One easy way is to have the first process create the file in a different path (name, extension, directory) of the same device, and when done and happy, move it so the next process can start. Usually, scripts start the next process right then, so it is not an issue. If the second process needs multiple processes from the first set of processes, it waits for one file and then waits for the next until all are present. Serial data can even be piped from one program to the next without a flat file, or with the flat file produce by tee on the pipeline. However, scientific array problems want to mmap() the whole file into VM for processing, so pipes need not apply!

#!/bin/bash
 
while :
do
 if [ -f file1 -a -f file2 -a -f file3 ]
 then
  break
 fi
 
 sleep 1
done
 
process2 file1 file2 file3
1 Like

Thanks for the reply! Again, I'm very new to this so I apologize, but I don't understand some of the code. In

if [ -f file1 -a -f file2 -a -f file3 ]

what does the -f and -a mean? Also is the "1" after sleep the number of seconds until the loop restarts?
I only need two files from the first process and they must both be present at the same time for the next process to work. Do you think this would work:

ls | grep 'file1' 'file2' >& /dev/null
while:
do 
    if ( $status == 0 )
    then
       break
    fi
    sleep 1
done

process2 file1 file2

Again, I thank you for your help!

That 'if' looks a lot like C shell, what shell are you using?

-f is file from man test, as '/bin/[' is a hard link to '/bin/test' and some shells mimic it with builtins.

Okay thanks! I'll give it a try.

It is the C shell. The script I am editing has /bin/csh -f.

That would have been nice to know. The code you've been given so far will not work in C shell.

I apoligize. As I said I am very new to this. I didn't know it was different for different shells, but I will be sure to include that information next time.
I wanted to let you all know that I got it to work with the following code:

while (0 == 0)
   ls | grep $name >& /dev/null
   if ($status == 0) then
      break
   else
      sleep 1
   endif
end

A buddy of mine told me that there problems may arise with just saying:

while (0 == 0)

and that something like:

x=0
while ($x == 0)

would be better. Can anyone explain why?

You can test many ways in sh, ksh, bash using different delimiters: [] () (()) [[]]

  • () is same as cmd, a subshell, and the return (exit) 0 is true.
  • Basically, [ is test, see man test.
  • ksh/bash (()) are very nice for math, logic, numbers and bits, with operators + - * / % && & || | () and such like C.
  • bash [[]] allows regex testing.

Using builtins is much cheaper than fork/exec a command or two, and the test bits are now built in, so to find a file, it is far simpler to [ -f file ] than ( ls | grep file ), which is two fork/exec and a pipe. For the former, the shell just does an access() call.

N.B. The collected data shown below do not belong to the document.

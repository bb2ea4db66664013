// Copyright 2025 Umberto Gotti <umberto.gotti@umbertogotti.dev>
// Licensed under the Apache License, Version 2.0
// http://www.apache.org/licenses/LICENSE-2.0

//! Streams of streams: dynamic fan-in and fan-out replacement.

use std::ops::Deref;
use std::sync::Arc;

use parking_lot::Mutex;
use ripple_core::Event;
use ripple_runtime::QueueHandle;

use crate::logging::debug;
use crate::stream::Stream;
use crate::subscription::{SubscribeOptions, Subscription};

type LiveUpstreams<T> = Arc<Mutex<Vec<(Stream<T>, Subscription<T>)>>>;

/// A stream whose element type is itself a stream.
///
/// `Wave` adds dynamic subscription management on top of
/// `Stream<Stream<T>>`: [`merge`](Wave::merge) fans in every inner stream
/// it is handed, [`switch_latest`](Wave::switch_latest) keeps exactly one
/// inner stream live and replaces it on each new value. Every inner
/// subscription is tracked together with the stream it was registered on,
/// and torn down when the wave is dropped.
///
/// `Wave` derefs to its underlying `Stream<Stream<T>>`, so inner streams
/// are supplied with `append_value` like any other payload.
pub struct Wave<T> {
    stream: Stream<Stream<T>>,
    live_upstreams: LiveUpstreams<T>,
}

impl<T: Clone + Send + 'static> Wave<T> {
    /// Creates an empty wave bound to the primary queue.
    pub fn new() -> Self {
        Self::from_stream(Stream::new())
    }

    /// Creates an empty wave bound to `queue`.
    pub fn with_queue(queue: QueueHandle) -> Self {
        Self::from_stream(Stream::with_queue(queue))
    }

    /// Creates a wave seeded with inner streams, each wrapped as a `Value`
    /// event.
    pub fn from_streams<I>(streams: I) -> Self
    where
        I: IntoIterator<Item = Stream<T>>,
    {
        Self::from_stream(Stream::from_values(streams))
    }

    /// Creates a wave seeded with raw events.
    pub fn from_events<I>(events: I) -> Self
    where
        I: IntoIterator<Item = Event<Stream<T>>>,
    {
        Self::from_stream(Stream::from_events(events))
    }

    /// Wraps an existing stream of streams, such as the result of
    /// [`flat_map`](Stream::flat_map).
    pub fn from_stream(stream: Stream<Stream<T>>) -> Self {
        Self {
            stream,
            live_upstreams: Arc::new(Mutex::new(Vec::new())),
        }
    }

    /// Fans every supplied inner stream into one downstream.
    ///
    /// Each `Value(inner)` received by the wave subscribes to `inner` and
    /// forwards its values and errors to the downstream, concurrently with
    /// all previously adopted inner streams. An inner stream completing
    /// does not complete the merged downstream; only the wave's own
    /// `Error`/`Completed` terminate it.
    pub fn merge(&self) -> Stream<T> {
        let downstream = Stream::with_queue(self.stream.queue());
        let live = Arc::clone(&self.live_upstreams);
        let target = downstream.clone();
        let options = SubscribeOptions::owned_by(downstream.owner_token());
        let _ = self.stream.subscribe_with(options, move |event| match event {
            Event::Value(inner) => redirect(&live, inner, &target, false),
            Event::Error(error) => target.append(Event::Error(error.clone())),
            Event::Completed => target.append(Event::Completed),
        });
        downstream
    }

    /// Forwards only the most recently supplied inner stream.
    ///
    /// Each `Value(inner)` received by the wave unsubscribes from every
    /// previously tracked inner stream (at most one is ever tracked),
    /// then adopts `inner`, so later events from a superseded stream never
    /// reach the downstream. The wave's own `Error`/`Completed` are
    /// forwarded and terminate the downstream.
    pub fn switch_latest(&self) -> Stream<T> {
        let downstream = Stream::with_queue(self.stream.queue());
        let live = Arc::clone(&self.live_upstreams);
        let target = downstream.clone();
        let options = SubscribeOptions::owned_by(downstream.owner_token());
        let _ = self.stream.subscribe_with(options, move |event| match event {
            Event::Value(inner) => {
                unsubscribe_all(&live);
                redirect(&live, inner, &target, true);
            }
            Event::Error(error) => target.append(Event::Error(error.clone())),
            Event::Completed => target.append(Event::Completed),
        });
        downstream
    }
}

/// Subscribes to `upstream`, forwarding its events onto `downstream`, and
/// tracks the pair for later teardown.
///
/// The subscription is registered deferred and the backlog replayed only
/// after the pair is tracked, so a re-entrant switch during the replay
/// still sees this upstream as cancellable.
fn redirect<T: Clone + Send + 'static>(
    live: &LiveUpstreams<T>,
    upstream: &Stream<T>,
    downstream: &Stream<T>,
    forward_completed: bool,
) {
    debug!("wave adopting upstream {:?}", upstream);
    let forward = downstream.clone();
    let subscription = upstream.subscribe_with(
        SubscribeOptions::deferred().with_owner(downstream.owner_token()),
        move |event| {
            if event.is_completed() && !forward_completed {
                return;
            }
            forward.append(event.clone());
        },
    );
    live.lock().push((upstream.clone(), subscription));
    upstream.send(usize::MAX);
}

fn unsubscribe_all<T>(live: &LiveUpstreams<T>) {
    let drained: Vec<_> = live.lock().drain(..).collect();
    for (_upstream, subscription) in drained {
        subscription.cancel();
    }
}

impl<T: Clone + Send + 'static> Default for Wave<T> {
    fn default() -> Self {
        Self::new()
    }
}

impl<T> Deref for Wave<T> {
    type Target = Stream<Stream<T>>;

    fn deref(&self) -> &Self::Target {
        &self.stream
    }
}

impl<T> Drop for Wave<T> {
    // A wave is the one place that registers subscriptions on third-party
    // streams, so dropping it tears every tracked one down
    fn drop(&mut self) {
        unsubscribe_all(&self.live_upstreams);
    }
}
// Copyright 2025 Umberto Gotti <umberto.gotti@umbertogotti.dev>
// Licensed under the Apache License, Version 2.0
// http://www.apache.org/licenses/LICENSE-2.0

use std::future;
use std::sync::{Arc, OnceLock};
use std::thread;
use std::time::Duration;

use crate::queue::{QueueHandle, Task, TaskQueue};

/// Execution queue backed by a tokio runtime handle.
///
/// Tasks are spawned onto the runtime the handle belongs to; delayed tasks
/// sleep on the tokio timer first.
#[derive(Clone, Debug)]
pub struct TokioQueue {
    handle: tokio::runtime::Handle,
}

impl TokioQueue {
    /// Wraps an explicit runtime handle.
    pub fn new(handle: tokio::runtime::Handle) -> Self {
        Self { handle }
    }

    /// Binds to the runtime of the calling context.
    ///
    /// # Panics
    ///
    /// Panics when called outside a tokio runtime, as
    /// `tokio::runtime::Handle::current` does.
    pub fn current() -> Self {
        Self::new(tokio::runtime::Handle::current())
    }
}

impl TaskQueue for TokioQueue {
    fn enqueue(&self, task: Task) {
        self.handle.spawn(async move {
            task();
        });
    }

    fn enqueue_after(&self, delay: Duration, task: Task) {
        self.handle.spawn(async move {
            tokio::time::sleep(delay).await;
            task();
        });
    }
}

/// Returns the process-wide primary queue.
///
/// Streams constructed without an explicit queue bind to this one. It is
/// lazily spun up on first use: a current-thread tokio runtime driven by a
/// dedicated background thread, so it exists whether or not the caller is
/// inside a runtime of its own.
///
/// # Panics
///
/// Panics if the primary runtime or its driver thread cannot be created;
/// no stream can operate without an execution queue, so this aborts rather
/// than continuing degraded.
pub fn primary() -> QueueHandle {
    static PRIMARY: OnceLock<QueueHandle> = OnceLock::new();
    PRIMARY.get_or_init(spawn_primary).clone()
}

fn spawn_primary() -> QueueHandle {
    let runtime = tokio::runtime::Builder::new_current_thread()
        .enable_time()
        .build()
        .expect("primary queue runtime must initialize");
    let handle = runtime.handle().clone();

    thread::Builder::new()
        .name("ripple-primary".into())
        .spawn(move || {
            // Parks forever; spawned tasks and timers run on this thread
            runtime.block_on(future::pending::<()>());
        })
        .expect("primary queue thread must spawn");

    Arc::new(TokioQueue::new(handle))
}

Polling files is a sad way to flow control jobs. It harkens back to the days of tape. The shell has better ways to keep track of children, e.g., (proc1&proc2&proc3&wait;proc4), and many times pipes make flow control and intermediate flat files unnecessary while reducing latency by pipeline parallelism: proc4 <(proc1) <(proc2) <(proc3)

Thank you for the information. You are very helpful. I will give this a try. Someone told me about waitpid and so I gave that a try, but I found out that the process is not a child process. I didn't know this before or I would've provided that info. Do you have a suggestion for a book I can buy or a web reference to learn a lot of this stuff? I feel I ask to many questions on here, and you have been very helpful, but I feel I'm in over my head. I'm a chemist by training so this is all new to me. So if you know of a good resource let me know.

Well, usually you can arrange to be parent to things you want to monitor. Basic sh, ksh, bash have wait, which wait for all unless you provide one or more pid. Man Page for wait (all Section 1) - The UNIX and Linux Forums Wait will set $? according to the exit of the waited child, so I like to make a pid list and use a for loop to wait for and report on each. After all, if you are waiting for all N, it does not matter which you sense first. If you want to get the exit time, you can create a wait on each in the background, and wait on that list.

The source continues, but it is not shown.